_Description of the task_: From the records below, copy the lines that include "None".

*** Exercise input ***

//! End-to-end replays against the simulated media element
//!
//! Time is paused, so scripted delays and the idle timer advance
//! deterministically.

use devreel_player::{ListenerId, PlaybackState, PlayerEvent, PlayerInput};
use devreel_player_sim::{run_session, Script, ScriptStep, SimConfig};

fn step(delay_ms: u64, input: PlayerInput) -> ScriptStep {
    ScriptStep { delay_ms, input }
}

fn script(duration: Option<f64>, steps: Vec<ScriptStep>, hold_ms: u64) -> Script {
    Script {
        source: "https://cdn.devreel.dev/clips/demo.mp4".to_string(),
        poster: Some("https://cdn.devreel.dev/clips/demo.jpg".to_string()),
        duration,
        steps,
        hold_ms,
    }
}

fn count(events: &[PlayerEvent], wanted: &PlayerEvent) -> usize {
    events.iter().filter(|event| *event == wanted).count()
}

// =============================================================================
// Playback
// =============================================================================

#[tokio::test(start_paused = true)]
async fn test_playback_advances_time() {
    let script = script(
        Some(120.0),
        vec![
            step(0, PlayerInput::TogglePlayPause),
            step(2_000, PlayerInput::PointerMove),
        ],
        100,
    );

    let report = run_session(&script, &SimConfig::default()).await.unwrap();
    let view = report.view;

    assert!(!view.mounted);
    assert_eq!(view.state, PlaybackState::Playing);
    assert!(view.current_time >= 1.75 && view.current_time <= 2.25);
    assert_eq!(view.duration, Some(120.0));
    assert!(view.controls_visible);
    assert_eq!(
        view.poster.as_deref(),
        Some("https://cdn.devreel.dev/clips/demo.jpg")
    );

    assert!(report.events.contains(&PlayerEvent::StateChanged {
        state: PlaybackState::Loading
    }));
    assert!(report.events.contains(&PlayerEvent::StateChanged {
        state: PlaybackState::Playing
    }));
}

#[tokio::test(start_paused = true)]
async fn test_clip_end_returns_to_paused() {
    let script = script(Some(1.0), vec![step(0, PlayerInput::TogglePlayPause)], 2_000);

    let view = run_session(&script, &SimConfig::default())
        .await
        .unwrap()
        .view;

    assert_eq!(view.state, PlaybackState::Paused);
    assert_eq!(view.current_time, 1.0);
    assert_eq!(view.progress_percent, 100.0);
    assert_eq!(view.time_label, "0:01 / 0:01");
    assert!(view.controls_visible);
}

#[tokio::test(start_paused = true)]
async fn test_double_speed_doubles_progress() {
    let script = script(
        Some(60.0),
        vec![
            step(0, PlayerInput::SetSpeed(2.0)),
            step(0, PlayerInput::TogglePlayPause),
        ],
        1_000,
    );

    let report = run_session(&script, &SimConfig::default()).await.unwrap();

    assert_eq!(report.view.speed, 2.0);
    assert!(report.view.current_time >= 1.5 && report.view.current_time <= 2.5);
    assert!(report
        .events
        .contains(&PlayerEvent::SpeedChanged { multiplier: 2.0 }));
}

#[tokio::test(start_paused = true)]
async fn test_autoplay_block_settles_paused() {
    let mut config = SimConfig::default();
    config.media.autoplay_blocked = true;

    let script = script(Some(30.0), vec![step(0, PlayerInput::TogglePlayPause)], 500);
    let report = run_session(&script, &config).await.unwrap();

    assert_eq!(report.view.state, PlaybackState::Paused);
    assert_eq!(report.view.current_time, 0.0);
    assert!(report
        .events
        .iter()
        .any(|event| matches!(event, PlayerEvent::Error { message } if message.starts_with("Play rejected"))));
}

#[tokio::test(start_paused = true)]
async fn test_seek_is_clamped_to_duration() {
    let script = script(Some(120.0), vec![step(0, PlayerInput::Seek(150.0))], 100);

    let view = run_session(&script, &SimConfig::default())
        .await
        .unwrap()
        .view;

    assert_eq!(view.state, PlaybackState::Idle);
    assert_eq!(view.current_time, 120.0);
    assert_eq!(view.time_label, "2:00 / 2:00");
}

// =============================================================================
// Controls
// =============================================================================

#[tokio::test(start_paused = true)]
async fn test_controls_hide_once_while_playing() {
    let script = script(Some(600.0), vec![step(0, PlayerInput::TogglePlayPause)], 7_000);

    let report = run_session(&script, &SimConfig::default()).await.unwrap();

    assert_eq!(report.view.state, PlaybackState::Playing);
    assert!(!report.view.controls_visible);
    assert_eq!(
        count(
            &report.events,
            &PlayerEvent::ControlsVisibilityChanged { visible: false }
        ),
        1
    );
}

#[tokio::test(start_paused = true)]
async fn test_configured_hide_delay() {
    let mut config = SimConfig::default();
    config.player.idle_hide_delay_ms = 10_000;

    let script = script(Some(600.0), vec![step(0, PlayerInput::TogglePlayPause)], 5_000);
    let report = run_session(&script, &config).await.unwrap();

    assert!(report.view.controls_visible);
}

#[tokio::test(start_paused = true)]
async fn test_outside_press_closes_settings() {
    let script = script(
        Some(60.0),
        vec![
            step(0, PlayerInput::ToggleSettings),
            step(
                200,
                PlayerInput::DocumentPointerDown {
                    listener: ListenerId(1),
                    inside_panel: false,
                },
            ),
        ],
        100,
    );

    let report = run_session(&script, &SimConfig::default()).await.unwrap();

    assert_eq!(
        report.events,
        vec![
            PlayerEvent::SettingsToggled { open: true },
            PlayerEvent::SettingsToggled { open: false },
        ]
    );
}

#[tokio::test(start_paused = true)]
async fn test_volume_and_fullscreen_survive_to_report() {
    let script = script(
        Some(60.0),
        vec![
            step(0, PlayerInput::SetVolume(0.3)),
            step(0, PlayerInput::ToggleFullscreen),
            step(0, PlayerInput::ToggleMute),
        ],
        100,
    );

    let view = run_session(&script, &SimConfig::default())
        .await
        .unwrap()
        .view;

    assert_eq!(view.volume_level, 0.3);
    assert!(view.muted);
    assert!(view.fullscreen);
}
//! Main Devreel API client.

use crate::error::{ApiClientError, Result};
use crate::types::ApiConfig;
use reqwest::{Client, RequestBuilder, Response};
use serde::de::DeserializeOwned;
use std::sync::Arc;
use std::time::Duration;
use tokio::sync::RwLock;
use tracing::{debug, info};
use url::Url;

/// Client for the Devreel REST API.
///
/// Implements [`FeedApi`](devreel_core::FeedApi),
/// [`FollowApi`](devreel_core::FollowApi) and
/// [`ProfileApi`](devreel_core::ProfileApi).
///
/// # Example
///
/// ```ignore
/// use devreel_api_client::{ApiClient, ApiConfig};
/// use devreel_core::{FeedApi, FeedList};
///
/// let client = ApiClient::new(ApiConfig::new("https://devreel.dev").with_token("t0k3n"))?;
/// let posts = client.fetch(&FeedList::Home).await?;
/// println!("{} posts", posts.len());
/// ```
#[derive(Clone)]
pub struct ApiClient {
    http: Client,
    base_url: Url,
    access_token: Arc<RwLock<Option<String>>>,
}

impl ApiClient {
    /// Create a new client with the given configuration.
    pub fn new(config: ApiConfig) -> Result<Self> {
        if config.base_url.trim().is_empty() {
            return Err(ApiClientError::InvalidUrl("URL cannot be empty".into()));
        }

        let trimmed = config.base_url.trim().trim_end_matches('/');
        let base_url =
            Url::parse(trimmed).map_err(|e| ApiClientError::InvalidUrl(e.to_string()))?;

        if !matches!(base_url.scheme(), "http" | "https") {
            return Err(ApiClientError::InvalidUrl(
                "URL must start with http:// or https://".into(),
            ));
        }
        if base_url.cannot_be_a_base() {
            return Err(ApiClientError::InvalidUrl(format!("{} cannot be a base URL", trimmed)));
        }

        let http = Client::builder()
            .timeout(Duration::from_secs(config.timeout_secs))
            .connect_timeout(Duration::from_secs(config.connect_timeout_secs))
            .user_agent(format!("Devreel/{} (Web)", env!("CARGO_PKG_VERSION")))
            .build()?;

        info!(base_url = %base_url, "API client ready");

        Ok(Self {
            http,
            base_url,
            access_token: Arc::new(RwLock::new(config.access_token)),
        })
    }

    /// Base URL without a trailing slash.
    pub fn base_url(&self) -> &str {
        self.base_url.as_str().trim_end_matches('/')
    }

    /// Check if the client has an access token.
    pub async fn is_authenticated(&self) -> bool {
        self.access_token.read().await.is_some()
    }

    /// Set the token used for subsequent requests.
    pub async fn set_token(&self, token: impl Into<String>) {
        *self.access_token.write().await = Some(token.into());
    }

    /// Clear the stored token (logout).
    pub async fn clear_token(&self) {
        *self.access_token.write().await = None;
        info!("Cleared API token");
    }

    /// Build an endpoint URL from path segments. Segments are percent-encoded.
    pub(crate) fn endpoint(&self, segments: &[&str]) -> Result<Url> {
        let mut url = self.base_url.clone();
        url.path_segments_mut()
            .map_err(|()| ApiClientError::InvalidUrl("base URL cannot hold a path".into()))?
            .pop_if_empty()
            .extend(segments);
        Ok(url)
    }

    pub(crate) fn get(&self, url: Url) -> RequestBuilder {
        self.http.get(url)
    }

    pub(crate) fn post(&self, url: Url) -> RequestBuilder {
        self.http.post(url)
    }

    pub(crate) fn patch(&self, url: Url) -> RequestBuilder {
        self.http.patch(url)
    }

    pub(crate) fn delete(&self, url: Url) -> RequestBuilder {
        self.http.delete(url)
    }

    /// Attach the token, send, and turn non-2xx statuses into errors.
    pub(crate) async fn send(&self, request: RequestBuilder) -> Result<Response> {
        let request = match self.access_token.read().await.as_deref() {
            Some(token) => request.bearer_auth(token),
            None => request,
        };

        let response = request.send().await.map_err(|e| {
            if e.is_connect() || e.is_timeout() {
                ApiClientError::ServerUnreachable(e.to_string())
            } else {
                ApiClientError::Request(e)
            }
        })?;

        check_status(response).await
    }

    /// Send and decode a JSON body.
    pub(crate) async fn send_json<T: DeserializeOwned>(
        &self,
        request: RequestBuilder,
        what: &str,
    ) -> Result<T> {
        let response = self.send(request).await?;
        response
            .json()
            .await
            .map_err(|e| ApiClientError::ParseError(format!("Failed to parse {}: {}", what, e)))
    }
}

async fn check_status(response: Response) -> Result<Response> {
    let status = response.status();
    if status.is_success() {
        return Ok(response);
    }

    let url = response.url().path().to_string();
    let message = response.text().await.unwrap_or_default();
    debug!(status = status.as_u16(), url = %url, "Request failed");

    match status.as_u16() {
        401 => Err(ApiClientError::AuthRequired),
        403 => Err(ApiClientError::Forbidden(message)),
        404 => Err(ApiClientError::NotFound(url)),
        code => Err(ApiClientError::ServerError {
            status: code,
            message,
        }),
    }
}
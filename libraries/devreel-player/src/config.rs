//! Player configuration

use crate::error::{PlayerError, Result};
use crate::types::PlaybackSpeed;
use serde::{Deserialize, Serialize};
use std::time::Duration;

/// Tunables for a mounted player
///
/// Every field has a default, so partial TOML/JSON tables deserialize.
#[derive(Debug, Clone, PartialEq, Serialize, Deserialize)]
#[serde(default)]
pub struct PlayerConfig {
    /// Idle time before controls hide during playback (default: 3000)
    pub idle_hide_delay_ms: u64,

    /// Initial volume level, 0.0 to 1.0 (default: 1.0)
    pub initial_volume: f64,

    /// Start muted (default: false)
    pub initial_muted: bool,

    /// Initial playback rate, must be a supported speed (default: 1.0)
    pub initial_speed: f64,

    /// Labels offered in the quality menu
    pub qualities: Vec<String>,

    /// Quality selected on mount (default: "Auto")
    pub default_quality: String,

    /// Seconds moved by the arrow-key seek shortcuts (default: 5.0)
    pub seek_step_secs: f64,

    /// Volume change per arrow-key press (default: 0.1)
    pub volume_step: f64,
}

impl Default for PlayerConfig {
    fn default() -> Self {
        Self {
            idle_hide_delay_ms: 3000,
            initial_volume: 1.0,
            initial_muted: false,
            initial_speed: 1.0,
            qualities: ["Auto", "1080p", "720p", "480p", "360p"]
                .into_iter()
                .map(String::from)
                .collect(),
            default_quality: "Auto".to_string(),
            seek_step_secs: 5.0,
            volume_step: 0.1,
        }
    }
}

impl PlayerConfig {
    /// Delay before the idle timer hides the controls
    pub fn idle_hide_delay(&self) -> Duration {
        Duration::from_millis(self.idle_hide_delay_ms)
    }

    /// Initial speed as a supported enum value
    pub fn initial_playback_speed(&self) -> Result<PlaybackSpeed> {
        PlaybackSpeed::from_multiplier(self.initial_speed)
            .ok_or(PlayerError::UnsupportedSpeed(self.initial_speed))
    }

    /// Validate configuration
    pub fn validate(&self) -> Result<()> {
        if self.idle_hide_delay_ms == 0 {
            return Err(PlayerError::InvalidConfig(
                "idle_hide_delay_ms must be greater than 0".to_string(),
            ));
        }

        if !(0.0..=1.0).contains(&self.initial_volume) {
            return Err(PlayerError::InvalidConfig(format!(
                "initial_volume must be within 0.0..=1.0, got {}",
                self.initial_volume
            )));
        }

        self.initial_playback_speed()?;

        if self.qualities.is_empty() {
            return Err(PlayerError::InvalidConfig(
                "qualities must offer at least one label".to_string(),
            ));
        }

        if !self.qualities.contains(&self.default_quality) {
            return Err(PlayerError::InvalidConfig(format!(
                "default_quality '{}' is not one of the offered qualities",
                self.default_quality
            )));
        }

        if !self.seek_step_secs.is_finite() || self.seek_step_secs <= 0.0 {
            return Err(PlayerError::InvalidConfig(
                "seek_step_secs must be a positive number".to_string(),
            ));
        }

        if !self.volume_step.is_finite() || self.volume_step <= 0.0 || self.volume_step > 1.0 {
            return Err(PlayerError::InvalidConfig(
                "volume_step must be within (0.0, 1.0]".to_string(),
            ));
        }

        Ok(())
    }
}

#[cfg(test)]
mod tests {
    use super::*;

    #[test]
    fn default_config() {
        let config = PlayerConfig::default();
        assert_eq!(config.idle_hide_delay(), Duration::from_millis(3000));
        assert_eq!(config.initial_volume, 1.0);
        assert!(!config.initial_muted);
        assert_eq!(config.default_quality, "Auto");
        assert_eq!(config.qualities.len(), 5);
        assert!(config.validate().is_ok());
    }

    #[test]
    fn partial_config_fills_defaults() {
        let config: PlayerConfig =
            serde_json::from_str(r#"{ "idle_hide_delay_ms": 1500, "initial_muted": true }"#)
                .unwrap();
        assert_eq!(config.idle_hide_delay_ms, 1500);
        assert!(config.initial_muted);
        assert_eq!(config.initial_speed, 1.0);
        assert_eq!(config.default_quality, "Auto");
    }

    #[test]
    fn rejects_unsupported_initial_speed() {
        let config = PlayerConfig {
            initial_speed: 3.0,
            ..PlayerConfig::default()
        };
        assert!(matches!(
            config.validate(),
            Err(PlayerError::UnsupportedSpeed(speed)) if speed == 3.0
        ));
    }

    #[test]
    fn rejects_out_of_range_volume() {
        let config = PlayerConfig {
            initial_volume: 1.5,
            ..PlayerConfig::default()
        };
        assert!(matches!(config.validate(), Err(PlayerError::InvalidConfig(_))));
    }

    #[test]
    fn rejects_unknown_default_quality() {
        let config = PlayerConfig {
            default_quality: "4K".to_string(),
            ..PlayerConfig::default()
        };
        assert!(matches!(config.validate(), Err(PlayerError::InvalidConfig(_))));
    }

    #[test]
    fn rejects_zero_idle_delay() {
        let config = PlayerConfig {
            idle_hide_delay_ms: 0,
            ..PlayerConfig::default()
        };
        assert!(config.validate().is_err());
    }
}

*** End of Exercise input ***

_Written solution_:
        *self.access_token.write().await = None;
            None => request,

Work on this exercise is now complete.